Props are fun and important elements in novels. Throw in a device with evidence on it (cell phone, camera, a computer). Consider changing technological capabilities of your world, and not only in steam punk and sci-fi. Throw in a monkey wrench when technology breaks down. Mr. Chekov was essential to the constant repairs needed on the Enterprise. Perhaps your technology is more pedestrian, like a vehicle thrown in for its comedic value (Robin William’s RV). Tech glitches can raise tension; cell phones usually lose their signals in horror stories.

While you are thinking about transportation, maybe change your protagonist’s mode of conveyance. Planes, Trains and Automobiles would have been different if a horse and buggy had been thrown in.

Explore everything in the world that’s in your reach. What if your props are your characters? Turn inanimate objects into your “people,” as in Toy Story and SpongeBob SquarePants. Think about how that changes the context; a toy box or the ocean become settings.

Make use of art (The Da Vince Code), a poem (The Redwall Series), a book (The Ninth Gate), letters (The Lake House) or research material (The Historian). The entire context of the novel changes with props like these.

Add an animal as a prop, one that comes with all kinds of responsibilities and scene potential as Janet Evanovich did in her Stephanie Plum series with her hamster, Rex.

The physical world, its culture and the objects that exist in it form the milieu and ambiance of your novel. You can drastically change your characters’ experiences by adding nuance and believability with context.

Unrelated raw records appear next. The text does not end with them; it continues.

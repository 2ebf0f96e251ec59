//! RGB Spectrum

use crate::pbrt::*;
use std::ops::{Add, AddAssign, Div, Index, Mul, MulAssign};

/// Number of RGB samples.
pub const RGB_SAMPLES: usize = 3;

/// Stores a spectrum as linear RGB coefficients.
#[derive(Copy, Clone, Debug, Default, PartialEq)]
pub struct RGBSpectrum {
    /// The RGB coefficients.
    c: [Float; RGB_SAMPLES],
}

impl RGBSpectrum {
    /// The black spectrum.
    pub const ZERO: Self = Self { c: [0.0; RGB_SAMPLES] };

    /// The unit spectrum.
    pub const ONE: Self = Self { c: [1.0; RGB_SAMPLES] };

    /// Returns a spectrum with every coefficient set to the same value.
    ///
    /// * `v` - Value.
    pub fn new(v: Float) -> Self {
        Self { c: [v; RGB_SAMPLES] }
    }

    /// Returns a spectrum from RGB values.
    ///
    /// * `r` - Red.
    /// * `g` - Green.
    /// * `b` - Blue.
    pub fn from_rgb(r: Float, g: Float, b: Float) -> Self {
        Self { c: [r, g, b] }
    }

    /// Returns the RGB coefficients.
    pub fn to_rgb(&self) -> [Float; RGB_SAMPLES] {
        self.c
    }

    /// Returns true if every coefficient is exactly zero.
    pub fn is_black(&self) -> bool {
        self.c.iter().all(|&v| v == 0.0)
    }

    /// Returns true if any coefficient is NaN.
    pub fn has_nans(&self) -> bool {
        self.c.iter().any(|v| v.is_nan())
    }

    /// Returns true if every coefficient is finite and not negative.
    pub fn is_valid_radiance(&self) -> bool {
        self.c.iter().all(|&v| v.is_finite() && v >= 0.0)
    }

    /// Returns the largest coefficient.
    pub fn max_component_value(&self) -> Float {
        self.c.iter().fold(-INFINITY, |m, &v| max(m, v))
    }

    /// Returns the luminance.
    pub fn y(&self) -> Float {
        0.212671 * self.c[0] + 0.715160 * self.c[1] + 0.072169 * self.c[2]
    }
}

impl Add for RGBSpectrum {
    type Output = Self;

    /// Adds two spectra.
    ///
    /// * `other` - The spectrum to add.
    fn add(self, other: Self) -> Self::Output {
        Self::from_rgb(self.c[0] + other.c[0], self.c[1] + other.c[1], self.c[2] + other.c[2])
    }
}

impl AddAssign for RGBSpectrum {
    /// Performs the `+=` operation.
    ///
    /// * `other` - The spectrum to add.
    fn add_assign(&mut self, other: Self) {
        *self = *self + other;
    }
}

impl Mul for RGBSpectrum {
    type Output = Self;

    /// Multiplies two spectra component wise.
    ///
    /// * `other` - The other spectrum.
    fn mul(self, other: Self) -> Self::Output {
        Self::from_rgb(self.c[0] * other.c[0], self.c[1] * other.c[1], self.c[2] * other.c[2])
    }
}

impl MulAssign for RGBSpectrum {
    /// Performs the component wise `*=` operation.
    ///
    /// * `other` - The other spectrum.
    fn mul_assign(&mut self, other: Self) {
        *self = *self * other;
    }
}

impl Mul<Float> for RGBSpectrum {
    type Output = Self;

    /// Scales the spectrum.
    ///
    /// * `f` - The scaling factor.
    fn mul(self, f: Float) -> Self::Output {
        Self::from_rgb(self.c[0] * f, self.c[1] * f, self.c[2] * f)
    }
}

impl Mul<RGBSpectrum> for Float {
    type Output = RGBSpectrum;

    /// Scales the spectrum.
    ///
    /// * `s` - The spectrum.
    fn mul(self, s: RGBSpectrum) -> RGBSpectrum {
        s * self
    }
}

impl MulAssign<Float> for RGBSpectrum {
    /// Scales the spectrum in place.
    ///
    /// * `f` - The scaling factor.
    fn mul_assign(&mut self, f: Float) {
        *self = *self * f;
    }
}

impl Div<Float> for RGBSpectrum {
    type Output = Self;

    /// Scales the spectrum by 1/f.
    ///
    /// * `f` - The scaling factor.
    fn div(self, f: Float) -> Self::Output {
        debug_assert!(f != 0.0);
        self * (1.0 / f)
    }
}

impl Index<usize> for RGBSpectrum {
    type Output = Float;

    /// Returns the coefficient at the given index.
    ///
    /// * `i` - Index.
    fn index(&self, i: usize) -> &Self::Output {
        &self.c[i]
    }
}

#[cfg(test)]
mod tests {
    use super::*;
    use crate::spectrum::Spectrum;
    use proptest::prelude::*;

    #[test]
    fn black_and_valid() {
        assert!(Spectrum::ZERO.is_black());
        assert!(!Spectrum::ONE.is_black());
        assert!(Spectrum::ONE.is_valid_radiance());
        assert!(!Spectrum::new(-1.0).is_valid_radiance());
        assert!(!Spectrum::new(INFINITY).is_valid_radiance());
        assert!(Spectrum::new(Float::NAN).has_nans());
    }

    proptest! {
        #[test]
        fn component_wise_ops(
            r in 0.0..10.0f32, g in 0.0..10.0f32, b in 0.0..10.0f32, f in 0.1..10.0f32
        ) {
            let s = Spectrum::from_rgb(r, g, b);
            prop_assert_eq!((s * f).to_rgb(), [r * f, g * f, b * f]);
            prop_assert_eq!((s * s).to_rgb(), [r * r, g * g, b * b]);
            prop_assert_eq!((s + s).to_rgb(), [r + r, g + g, b + b]);
            prop_assert_eq!(s.max_component_value(), r.max(g).max(b));
        }
    }
}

By changing the environment in which the story is built, you might discover that it is best told in the Rocky Mountains rather than Coney Island. You may find that the props and animals in your story play a greater role than you originally thought. Maybe a change in the world will alter a personality or even call for a different point of view. 

Think of Sandra Bullock’s experience in Gravity. If you feel your characters are floating like that but they aren’t in outer space, try giving them enough ground to stand on and distinct-smelling air to breathe. Beef up the context. 

This article originally ran in the Rocky Mountain Fiction Writers Newsletter.

About the Author: Karen is an editor, ghostwriter, pitch coach, speaker and award-winning author of novels, cookbooks, and screenplays. She’s written over a dozen solo and collaborative scripts (with Janet Fogg, Christian Lyons and director Erich Toll); each has garnered international, national and regional recognition: Moondance Film Festival, BlueCat, All She Wrote, Lighthouse Writers, Boulder Asian Film Festival, SouthWest Writers Contest, and PPW Contest. Find out more at www.karenalbrightlin.com

1 comment:

  1. Object as character: The castle Gormenghast in Mervin Peak's "Titus Groan" is such an important location that many have called it a character in it's own right. Likewise the house in E.A. Poe's "Fall of the House of Usher."

    I started with an old European fairy tale as inspiration, then moved it to the US and the 21st century. For my plot and characters to work the setting had to be just so, which meant either a wilderness, national park, or indian reservation of a million acres or so. Research into the selected tribe, a visit to the area, and talking with tribal members led me to blend in an old tribal story. So my hero and heroine were the principals from an old Franco/German tale (actually 2 old F/G tales), while an important secondary character was the villain of an old Blood/Blackfeet story (recast as mentor to the heroine).

    I'm really glad I went to the location. There's no substitute breathing the air your characters breathe. That led to many improvements, and was itself an inspiration for ideas to get me past some rough spots in the plot.